Egemen sınıflar ve ABD emperyalizmi 2002 başından önce bir erken seçim şu anki verilerle (bu vurgu önemli) istemiyor. Burjuva siyasetinin yaşadığı meşruiyet krizini geri plana iten kimi araçlara sahipler. Sendika bürokrasisi işini yapıyor: İşçi sınıfı uğradığı ağır ekonomik yıkıma rağmen çabuk sönen ve üzeri örtülebilen bir tepki verdi. Kemal Derviş bir yandan bu yıkımın yapı taşları olan adımları attırırken, bir yandan “halkın sempatisine sahip olmayı” sürdürüyor.

Diğer yandan açık olan bir şey var ki, yaşanan meşruiyet krizi uzun süre yönetilebilir bir nitelikte değil. Burjuva siyaseti kısa vadeli “ev ödevlerini” yerine getirir getirmez yeniden yapılanmasında radikal adımlar atacaktır. ABD bu yeniden yapılanmanın koordinasyonunu doğrudan üstlenmiş durumda. Üstelik Eylülde beklenen söylenenlerin aksine bir göreli “düze çıkma” değil.

Solda durum nedir?

Sol sözkonusu meşruiyet krizinin yaratacağı olanakları değerlendirebilecek durumdan çok uzaktır. Solun geniş kesimleri “erken seçime” planlı bir hazırlık yapmayı ya bir kenara koymuştur ya da yanlış işler yapmaktadır.

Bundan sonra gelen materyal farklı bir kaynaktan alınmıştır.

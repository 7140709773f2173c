use super::types::{
    Config, DevelopmentConfig, Environment, FailoverConfig, KeyCacheConfig, ProductionConfig,
    TimeoutConfig, VisionConfig,
};

pub const DEFAULT_PROMPT: &str = "Answer the question by selecting the correct option(s) only . Do not include any explanations—just the option letter(s) or number(s), e.g., A, B, C, D , E  or 1, 2, 3, 4 , 5  ";

impl Default for DevelopmentConfig {
    fn default() -> Self {
        Self {
            ports: vec![3000, 3001, 3002, 3003, 3004],
            hostname: "localhost".to_string(),
            protocol: "http".to_string(),
        }
    }
}

impl Default for ProductionConfig {
    fn default() -> Self {
        Self {
            urls: vec![
                "https://kimaaka-server-1.onrender.com".to_string(),
                "https://kimaaka-server-2.onrender.com".to_string(),
                "https://kimaaka-server-3.onrender.com".to_string(),
                "https://kimaaka-server-4.onrender.com".to_string(),
                "https://kimaaka-server-5.onrender.com".to_string(),
                "https://kimaaka-server-6.onrender.com".to_string(),
            ],
        }
    }
}

impl Default for TimeoutConfig {
    fn default() -> Self {
        Self {
            sticky_probe_ms: 2000,
            scan_probe_ms: 5000,
            key_fetch_ms: 10_000,
            admin_stats_ms: 10_000,
            vision_ms: 60_000,
        }
    }
}

impl Default for FailoverConfig {
    fn default() -> Self {
        Self {
            quarantine_reset_secs: 5 * 60,
            last_server_retry_delay_ms: 2000,
            health_path: "/api/health".to_string(),
            fallback_health_path: Some("/health".to_string()),
            key_path: "/api/gemini-key".to_string(),
            admin_stats_path: "/api/admin/stats".to_string(),
        }
    }
}

impl Default for KeyCacheConfig {
    fn default() -> Self {
        Self { ttl_secs: 2 * 60 * 60 }
    }
}

impl Default for VisionConfig {
    fn default() -> Self {
        Self {
            model: "gemini-2.5-flash".to_string(),
            endpoint: "https://generativelanguage.googleapis.com/v1beta/models".to_string(),
            prompt: DEFAULT_PROMPT.to_string(),
            mime_type: "image/png".to_string(),
            temperature: 0.4,
            top_k: 32,
            top_p: 1.0,
            max_output_tokens: 4096,
        }
    }
}

impl Default for Config {
    fn default() -> Self {
        Self {
            environment: Environment::Development,
            development: DevelopmentConfig::default(),
            production: ProductionConfig::default(),
            timeouts: TimeoutConfig::default(),
            failover: FailoverConfig::default(),
            key_cache: KeyCacheConfig::default(),
            vision: VisionConfig::default(),
            storage_path: None,
        }
    }
}
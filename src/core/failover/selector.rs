//! Server selection state machine
//!
//! ```text
//! UseSticky ──ok──▶ Resolved
//!     │ fail / none
//!     ▼
//! ScanPool ──ok──▶ Resolved
//!     │ candidate failed → quarantine, loop
//!     │ pool empty, probed this pass ──▶ Exhausted
//!     │ pool empty, nothing probed  ──▶ AllQuarantined
//!     ▼
//! AllQuarantined ──first──▶ reset quarantine, ScanPool
//!                ──second─▶ Exhausted
//! ```
//!
//! Every returned base URL passed a probe inside the same `resolve` call.

use crate::core::failover::context::FailoverContext;
use crate::core::failover::health::HealthProbe;
use crate::core::network::debug_logger::get_debug_logger;
use crate::core::network::types::{ClientError, SelectionPolicy};
use rand::Rng;
use std::collections::HashSet;
use std::sync::Arc;

#[derive(Debug, Clone, PartialEq, Eq)]
pub enum SelectorState {
    UseSticky,
    ScanPool,
    AllQuarantined,
    Resolved(String),
    Exhausted,
}

pub struct FailoverSelector {
    context: Arc<FailoverContext>,
    probe: Arc<HealthProbe>,
    sticky_timeout_ms: u32,
    scan_timeout_ms: u32,
}

impl FailoverSelector {
    pub fn new(
        context: Arc<FailoverContext>,
        probe: Arc<HealthProbe>,
        sticky_timeout_ms: u32,
        scan_timeout_ms: u32,
    ) -> Self {
        Self {
            context,
            probe,
            sticky_timeout_ms,
            scan_timeout_ms,
        }
    }

    pub fn context(&self) -> &Arc<FailoverContext> {
        &self.context
    }

    pub fn probe(&self) -> &Arc<HealthProbe> {
        &self.probe
    }

    /// Resolve a working base URL
    pub async fn resolve(&self, policy: SelectionPolicy) -> Result<String, ClientError> {
        self.resolve_traced(policy).await.0
    }

    /// Resolve and also return every state visited, in order
    pub async fn resolve_traced(
        &self,
        policy: SelectionPolicy,
    ) -> (Result<String, ClientError>, Vec<SelectorState>) {
        let logger = get_debug_logger();
        let mut trace = Vec::new();
        let mut state = SelectorState::UseSticky;
        let mut reset_used = false;
        let mut probed_this_pass = 0usize;
        let mut tried: HashSet<String> = HashSet::new();

        loop {
            trace.push(state.clone());
            state = match state {
                SelectorState::UseSticky => self.check_sticky(&mut tried).await,

                SelectorState::ScanPool => {
                    let pool = self.context.available_servers();
                    if pool.is_empty() {
                        if probed_this_pass > 0 {
                            SelectorState::Exhausted
                        } else {
                            SelectorState::AllQuarantined
                        }
                    } else {
                        let candidate = pick(&pool, policy);
                        probed_this_pass += 1;
                        tried.insert(candidate.clone());
                        let outcome = self.probe.probe(&candidate, self.scan_timeout_ms).await;
                        if outcome.healthy {
                            self.context.set_sticky(&candidate).await;
                            SelectorState::Resolved(candidate)
                        } else {
                            logger.debug_sync(
                                "FailoverSelector",
                                "candidate_failed",
                                &format!(
                                    "{} failed probe: {}",
                                    candidate,
                                    outcome.reason.as_deref().unwrap_or("unknown")
                                ),
                            );
                            self.context.quarantine(&candidate);
                            SelectorState::ScanPool
                        }
                    }
                }

                SelectorState::AllQuarantined => {
                    if reset_used {
                        SelectorState::Exhausted
                    } else {
                        reset_used = true;
                        probed_this_pass = 0;
                        self.context.reset_quarantine("pool_exhausted");
                        SelectorState::ScanPool
                    }
                }

                SelectorState::Resolved(base_url) => return (Ok(base_url), trace),

                SelectorState::Exhausted => {
                    logger.error_sync(
                        "FailoverSelector",
                        "pool_exhausted",
                        &format!("No server reachable, {} candidate(s) tried", tried.len()),
                    );
                    return (
                        Err(ClientError::NoServerReachable { tried: tried.len() }),
                        trace,
                    );
                }
            };
        }
    }

    async fn check_sticky(&self, tried: &mut HashSet<String>) -> SelectorState {
        let sticky = match self.context.sticky() {
            Some(sticky) => sticky,
            None => return SelectorState::ScanPool,
        };

        if self.context.is_quarantined(&sticky) {
            self.context.clear_sticky().await;
            return SelectorState::ScanPool;
        }

        tried.insert(sticky.clone());
        let outcome = self.probe.probe(&sticky, self.sticky_timeout_ms).await;
        if outcome.healthy {
            SelectorState::Resolved(sticky)
        } else {
            // Short-timeout miss only drops the sticky; the scan decides quarantine
            self.context.clear_sticky().await;
            SelectorState::ScanPool
        }
    }
}

fn pick(pool: &[String], policy: SelectionPolicy) -> String {
    match policy {
        SelectionPolicy::Sequential => pool[0].clone(),
        SelectionPolicy::Random => {
            let index = rand::thread_rng().gen_range(0..pool.len());
            pool[index].clone()
        }
    }
}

EMEP’in, Emek Platformu politikaları bunun göstergelerindendir. Çubukçu’nun yazısının yer aldığı Özgürlük Dünyası sayısında EMEP’ten çok EP (Emek Platformu) geçiyor. Eğer hükümet istifa ettiğinde “iktidara ben adayım” diyecek olan EP ise sorun yok! Sorun şu ki EP’i bildiği gibi hareket ettiren sendika bürokrasisinin buna hiç niyeti yok! TÜMTİS adını EP olarak değiştirmeyecekse ortada böyle bir ihtimal yok!

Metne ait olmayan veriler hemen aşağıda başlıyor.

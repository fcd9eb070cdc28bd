//! Observability subsystem.
//!
//! # Data Flow
//! ```text
//! All subsystems produce:
//!     → tracing events (structured logs, formatted by logging.rs)
//!     → metrics.rs (request and reload counters, latency histogram)
//!
//! Consumers:
//!     → stdout (pretty or JSON)
//!     → Prometheus scrape endpoint (optional)
//! ```

pub mod logging;
pub mod metrics;
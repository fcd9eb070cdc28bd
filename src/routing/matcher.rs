//! Path decomposition for `/api/{service}/{rest...}`.
//!
//! Matching works on the raw (still percent-encoded) path so the rest
//! of the path reaches the backend byte for byte.

use axum::http::Uri;

use crate::http::error::ProxyError;

/// Prefix every proxied path must carry.
pub const API_PREFIX: &str = "/api/";

/// Service name and backend target extracted from an inbound URI.
#[derive(Debug, Clone, PartialEq, Eq)]
pub struct ServicePath {
    pub service: String,
    /// Path sent to the backend, always starting with `/`.
    pub forward_path: String,
    /// Raw query string, if a non-empty one was present.
    pub query: Option<String>,
}

impl ServicePath {
    pub fn parse(uri: &Uri) -> Result<Self, ProxyError> {
        let rest = uri
            .path()
            .strip_prefix(API_PREFIX)
            .ok_or_else(|| ProxyError::BadRequest("Invalid path format".to_string()))?;

        let (service, tail) = rest.split_once('/').unwrap_or((rest, ""));
        if service.is_empty() {
            return Err(ProxyError::BadRequest("Service name is required".to_string()));
        }

        Ok(Self {
            service: service.to_string(),
            forward_path: format!("/{tail}"),
            query: uri.query().filter(|q| !q.is_empty()).map(str::to_string),
        })
    }
}
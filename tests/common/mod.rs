//! Shared utilities for integration testing.

#![allow(dead_code)]

use std::collections::BTreeMap;
use std::net::SocketAddr;
use std::path::{Path, PathBuf};
use std::sync::Arc;
use std::time::Duration;

use api_gateway::config::ConfigStore;
use api_gateway::http::HttpServer;
use api_gateway::lifecycle::Shutdown;
use axum::body::Body;
use axum::http::Request;
use axum::response::{IntoResponse, Response};
use axum::Router;
use serde::Deserialize;
use tempfile::TempDir;
use tokio::io::{AsyncReadExt, AsyncWriteExt};
use tokio::net::TcpListener;

/// What the echo backend saw.
#[derive(Debug, Deserialize)]
pub struct Echo {
    pub method: String,
    pub path: String,
    pub query: Option<String>,
    pub headers: BTreeMap<String, String>,
    pub body: String,
}

async fn echo(request: Request<Body>) -> Response {
    let (parts, body) = request.into_parts();
    let body = axum::body::to_bytes(body, usize::MAX).await.unwrap_or_default();

    let headers: BTreeMap<String, String> = parts
        .headers
        .iter()
        .map(|(k, v)| (k.as_str().to_string(), v.to_str().unwrap_or_default().to_string()))
        .collect();

    let echo = serde_json::json!({
        "method": parts.method.as_str(),
        "path": parts.uri.path(),
        "query": parts.uri.query(),
        "headers": headers,
        "body": String::from_utf8_lossy(&body),
    });

    (
        [
            ("keep-alive", "timeout=5"),
            ("proxy-authenticate", "Basic realm=\"backend\""),
            ("x-backend", "echo"),
        ],
        axum::Json(echo),
    )
        .into_response()
}

/// Start a backend that answers every request with a JSON [`Echo`] of it.
pub async fn start_echo_backend() -> SocketAddr {
    let listener = TcpListener::bind("127.0.0.1:0").await.unwrap();
    let addr = listener.local_addr().unwrap();
    tokio::spawn(async move {
        let _ = axum::serve(listener, Router::new().fallback(echo)).await;
    });
    addr
}

/// Start a backend that accepts connections and never answers.
pub async fn start_silent_backend() -> SocketAddr {
    let listener = TcpListener::bind("127.0.0.1:0").await.unwrap();
    let addr = listener.local_addr().unwrap();
    tokio::spawn(async move {
        let mut held = Vec::new();
        while let Ok((socket, _)) = listener.accept().await {
            held.push(socket);
        }
    });
    addr
}

/// Start a backend that sends a response head and part of the promised
/// body, then keeps the connection open without writing more.
pub async fn start_stalling_backend() -> SocketAddr {
    let listener = TcpListener::bind("127.0.0.1:0").await.unwrap();
    let addr = listener.local_addr().unwrap();
    tokio::spawn(async move {
        let mut held = Vec::new();
        while let Ok((mut socket, _)) = listener.accept().await {
            let mut buf = [0u8; 4096];
            let _ = socket.read(&mut buf).await;
            let _ = socket
                .write_all(b"HTTP/1.1 200 OK\r\nContent-Length: 100\r\n\r\npartial")
                .await;
            held.push(socket);
        }
    });
    addr
}

/// A gateway serving a config file in its own temp directory.
pub struct TestGateway {
    pub addr: SocketAddr,
    pub store: Arc<ConfigStore>,
    shutdown: Shutdown,
    dir: TempDir,
}

impl TestGateway {
    pub async fn start(yaml: &str) -> Self {
        Self::start_with_timeout(yaml, Duration::from_secs(5)).await
    }

    pub async fn start_with_timeout(yaml: &str, upstream_timeout: Duration) -> Self {
        let dir = tempfile::tempdir().unwrap();
        let path = dir.path().join("config.yaml");
        std::fs::write(&path, yaml).unwrap();

        let store = ConfigStore::with_poll_interval(&path, Duration::from_millis(100));
        let server = HttpServer::new(Arc::clone(&store), upstream_timeout);

        let listener = TcpListener::bind("127.0.0.1:0").await.unwrap();
        let addr = listener.local_addr().unwrap();
        let shutdown = Shutdown::new();
        let rx = shutdown.subscribe();
        tokio::spawn(async move {
            let _ = server.run(listener, rx).await;
        });

        Self {
            addr,
            store,
            shutdown,
            dir,
        }
    }

    pub fn url(&self, path: &str) -> String {
        format!("http://{}{}", self.addr, path)
    }

    pub fn config_path(&self) -> PathBuf {
        self.dir.path().join("config.yaml")
    }

    pub fn rewrite_config(&self, yaml: &str) {
        write_config(&self.config_path(), yaml);
    }

    pub async fn stop(self) {
        self.store.stop().await.unwrap();
        self.shutdown.trigger();
    }
}

pub fn write_config(path: &Path, yaml: &str) {
    std::fs::write(path, yaml).unwrap();
}

/// Single-service config pointing `name` at `backend`.
pub fn service_config(name: &str, backend: SocketAddr) -> String {
    format!(
        "message: test\nbackend_services:\n  - name: {name}\n    \
         url: http://{backend}\n    enabled: true\n"
    )
}

pub fn client() -> reqwest::Client {
    reqwest::Client::builder().no_proxy().build().unwrap()
}
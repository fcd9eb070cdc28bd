//! Security subsystem.
//!
//! # Data Flow
//! ```text
//! Incoming request:
//!     → access_control.rs (x-request-id, then x-api-key, per policy)
//!     → headers.rs (strip hop-by-hop, set X-Forwarded-*)
//!     → Forward
//!
//! Backend response:
//!     → headers.rs (strip hop-by-hop)
//!     → Client
//! ```
//!
//! # Design Decisions
//! - Fail closed: a rejected check ends the request
//! - Inbound X-Forwarded-* values are replaced, never extended

pub mod access_control;
pub mod headers;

“Hükümet istifa” sloganındaki yanlışlık buradadır. Burjuva siyasetinin meşruiyet krizi bir gerçek durumdur. Malumu ilan etmek pek az durumda devrimci siyasettir. Sosyalistlerin iktidar adayı olarak ortaya çıkmaları bunun ötesine geçmenin yegane yoludur.

EMEP’in kaçtığı da budur!

“Emek Platformu’nun kendi eylemlerinde uyguladığı disipline uymak ya da doğrudan doğruya kendilerine bir rica olarak iletilmiş taleplerini kabul etmek işçi-emekçi kuyrukçuluğu olarak adlandırılır” 7 [ÇUBUKÇU Aydın]

Burada kastedilen 14 Nisan mitinglerinde yaşanan skandaldır. Kuyrukçuluk falan gibi sözleri hiç kullanmadık. Sendika bürokrasisinin dayatmalarına (ki bu dayatma konusunda asıl hassasiyetin doğrudan burjuva siyasetinin merkezlerinden geldiğini görmemek mümkün değil) razı gelmeye kuyrukçuluk denmez.

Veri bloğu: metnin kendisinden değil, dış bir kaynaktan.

//! Per-request error taxonomy and its HTTP mapping.

use axum::http::{header, HeaderValue, StatusCode};
use axum::response::{IntoResponse, Response};
use thiserror::Error;

/// Body returned for the 401 on a wrong key.
pub const INVALID_API_KEY: &str = "Invalid API key";

/// Terminal rejection of a single gateway request.
#[derive(Debug, Error)]
pub enum ProxyError {
    /// Malformed path or missing required header. Carries the body text.
    #[error("{0}")]
    BadRequest(String),

    #[error("Invalid API key")]
    InvalidApiKey,

    #[error("Service '{0}' not found or disabled")]
    ServiceNotFound(String),

    /// The configured backend URL cannot be used. Not the caller's fault.
    #[error("invalid URL {url:?} for service '{service}': {reason}")]
    InvalidBackendUrl {
        service: String,
        url: String,
        reason: String,
    },

    /// Connection failure or timeout toward the backend.
    #[error("upstream unavailable: {0}")]
    UpstreamUnavailable(String),
}

impl ProxyError {
    pub fn status(&self) -> StatusCode {
        match self {
            ProxyError::BadRequest(_) => StatusCode::BAD_REQUEST,
            ProxyError::InvalidApiKey => StatusCode::UNAUTHORIZED,
            ProxyError::ServiceNotFound(_) => StatusCode::NOT_FOUND,
            ProxyError::InvalidBackendUrl { .. } => StatusCode::INTERNAL_SERVER_ERROR,
            ProxyError::UpstreamUnavailable(_) => StatusCode::SERVICE_UNAVAILABLE,
        }
    }

    /// Text sent to the caller. Internal details stay in the logs.
    pub fn public_message(&self) -> String {
        match self {
            ProxyError::InvalidBackendUrl { .. } => "Internal server error".to_string(),
            ProxyError::UpstreamUnavailable(_) => "Service unavailable".to_string(),
            other => other.to_string(),
        }
    }
}

impl IntoResponse for ProxyError {
    fn into_response(self) -> Response {
        let mut response = (self.status(), self.public_message()).into_response();
        response.headers_mut().insert(
            header::CONTENT_TYPE,
            HeaderValue::from_static("text/plain; charset=utf-8"),
        );
        response
    }
}
//! Lifecycle management subsystem.
//!
//! # Data Flow
//! ```text
//! Startup (main.rs):
//!     Parse args → Init logging → Open config store → Start watching → Bind → Serve
//!
//! Shutdown (shutdown.rs):
//!     Signal received → Stop config watcher → Stop accepting → Drain (bounded) → Exit
//!
//! Signals (signals.rs):
//!     SIGTERM/SIGINT → Trigger graceful shutdown
//! ```
//!
//! # Design Decisions
//! - Config problems never prevent startup; the store serves defaults
//! - Shutdown has a deadline: in-flight requests are abandoned after it

pub mod shutdown;
pub mod signals;

pub use shutdown::Shutdown;
pub use signals::wait_for_signal;
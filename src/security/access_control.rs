//! Admission control.
//!
//! Enforces the header policy resolved for the target service. The
//! request-id check runs before the API key check.

use std::net::SocketAddr;

use axum::http::{HeaderMap, HeaderValue};

use crate::config::schema::GatewayConfig;
use crate::http::error::ProxyError;
use crate::policy;

pub const X_REQUEST_ID: &str = "x-request-id";
pub const X_API_KEY: &str = "x-api-key";

/// Header value, treating an empty value as absent.
fn header<'a>(headers: &'a HeaderMap, name: &str) -> Option<&'a HeaderValue> {
    headers.get(name).filter(|v| !v.is_empty())
}

/// Admit or reject a request for `service`.
pub fn authorize(
    config: &GatewayConfig,
    service: &str,
    headers: &HeaderMap,
    client: SocketAddr,
) -> Result<(), ProxyError> {
    if policy::should_require_request_id(config, service)
        && header(headers, X_REQUEST_ID).is_none()
    {
        tracing::warn!(
            service = %service,
            client = %client,
            "Request rejected: missing x-request-id header"
        );
        return Err(ProxyError::BadRequest(
            policy::request_id_error_message(config).to_string(),
        ));
    }

    if policy::should_require_api_key(config, service) {
        let Some(key) = header(headers, X_API_KEY) else {
            tracing::warn!(
                service = %service,
                client = %client,
                "Request rejected: missing x-api-key header"
            );
            return Err(ProxyError::BadRequest(
                policy::api_key_error_message(config).to_string(),
            ));
        };

        // Values that are not visible ASCII can never match.
        let valid = key
            .to_str()
            .map(|key| policy::is_valid_api_key(config, key))
            .unwrap_or(false);
        if !valid {
            tracing::warn!(
                service = %service,
                client = %client,
                "Request rejected: invalid x-api-key"
            );
            return Err(ProxyError::InvalidApiKey);
        }
    }

    Ok(())
}
//! Backend lookup for a decomposed request path.

use axum::http::Uri;
use url::Url;

use crate::config::schema::{BackendService, GatewayConfig};
use crate::http::error::ProxyError;
use crate::routing::matcher::ServicePath;

/// An enabled backend with a usable origin.
#[derive(Debug, Clone)]
pub struct ResolvedRoute {
    pub service: String,
    pub origin: Url,
}

/// Look up an enabled backend by name and validate its URL.
pub fn resolve(config: &GatewayConfig, service: &str) -> Result<ResolvedRoute, ProxyError> {
    let backend = config
        .find_enabled_service(service)
        .ok_or_else(|| ProxyError::ServiceNotFound(service.to_string()))?;

    Ok(ResolvedRoute {
        service: backend.name.clone(),
        origin: parse_origin(backend)?,
    })
}

fn parse_origin(backend: &BackendService) -> Result<Url, ProxyError> {
    let invalid = |reason: String| ProxyError::InvalidBackendUrl {
        service: backend.name.clone(),
        url: backend.url.clone(),
        reason,
    };

    let url = Url::parse(&backend.url).map_err(|e| invalid(e.to_string()))?;
    if !matches!(url.scheme(), "http" | "https") {
        return Err(invalid(format!("unsupported scheme '{}'", url.scheme())));
    }
    if !url.has_host() {
        return Err(invalid("missing host".to_string()));
    }
    Ok(url)
}

impl ResolvedRoute {
    /// Backend origin joined with the inbound path and query. Any path on
    /// the configured URL is replaced. Path and query are passed on as
    /// received, without re-encoding or dot-segment removal.
    pub fn upstream_uri(&self, path: &ServicePath) -> Result<Uri, ProxyError> {
        let path_and_query = match &path.query {
            Some(query) => format!("{}?{query}", path.forward_path),
            None => path.forward_path.clone(),
        };

        Uri::builder()
            .scheme(self.origin.scheme())
            .authority(authority(&self.origin))
            .path_and_query(path_and_query)
            .build()
            .map_err(|e| ProxyError::InvalidBackendUrl {
                service: self.service.clone(),
                url: self.origin.to_string(),
                reason: e.to_string(),
            })
    }
}

/// `host[:port]` of a validated origin. Credentials are not forwarded.
fn authority(origin: &Url) -> String {
    let host = origin.host_str().unwrap_or_default();
    match origin.port() {
        Some(port) => format!("{host}:{port}"),
        None => host.to_string(),
    }
}
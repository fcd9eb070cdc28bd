//! HTTP protocol handling subsystem.
//!
//! # Data Flow
//! ```text
//! TCP connection
//!     → server.rs (Axum setup, snapshot per request)
//!     → proxy.rs (admission, backend resolution, timeout)
//!     → request.rs (outbound method, headers, streamed body)
//!     → backend
//!     → response.rs (strip hop-by-hop, stream body back)
//!     → Send to client
//! ```

pub mod error;
pub mod proxy;
pub mod request;
pub mod response;
pub mod server;

pub use error::ProxyError;
pub use proxy::{ForwardingEngine, DEFAULT_UPSTREAM_TIMEOUT};
pub use server::HttpServer;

“Seçimlerle iktidar olmayı düşünüyor bunlar” gibi artık çocukluğa verilemeyecek yorumlara cevap vermek bir miktar acı verse de bunu yapmak zorundayım. Devrimci iktidar adayları kendilerinde bu gücü gördükleri sürece seçimlere bu şekilde girerler. “İktidarı istiyoruz” derler. Hele bu seçimler açık bir siyasal krize denk düşüyorsa. Sosyalist iktidarı düşünüyorsak Türkiye’nin gündemine girmiş olan seçimlere “bağımsız bir iktidar adayı” olarak girmeye hazırlanmak zorundayız. “Gerçekten nasıl iktidar olacağımız”ı samimi olarak düşünenler için gereksiz bir not olabilir.

Bazı yerlerde demek lazım. Bu nasıl bir “disipline uymaksa” EMEP de ÖDP de örneğin İstanbul’da kendi pankartlarıyla yürüdüler. Başka bazı yerlerde ise SİP pankartlarını bağıra çağıra kapattırmak EMEP’li-ÖDP’li sendikacı tayfasına düştü.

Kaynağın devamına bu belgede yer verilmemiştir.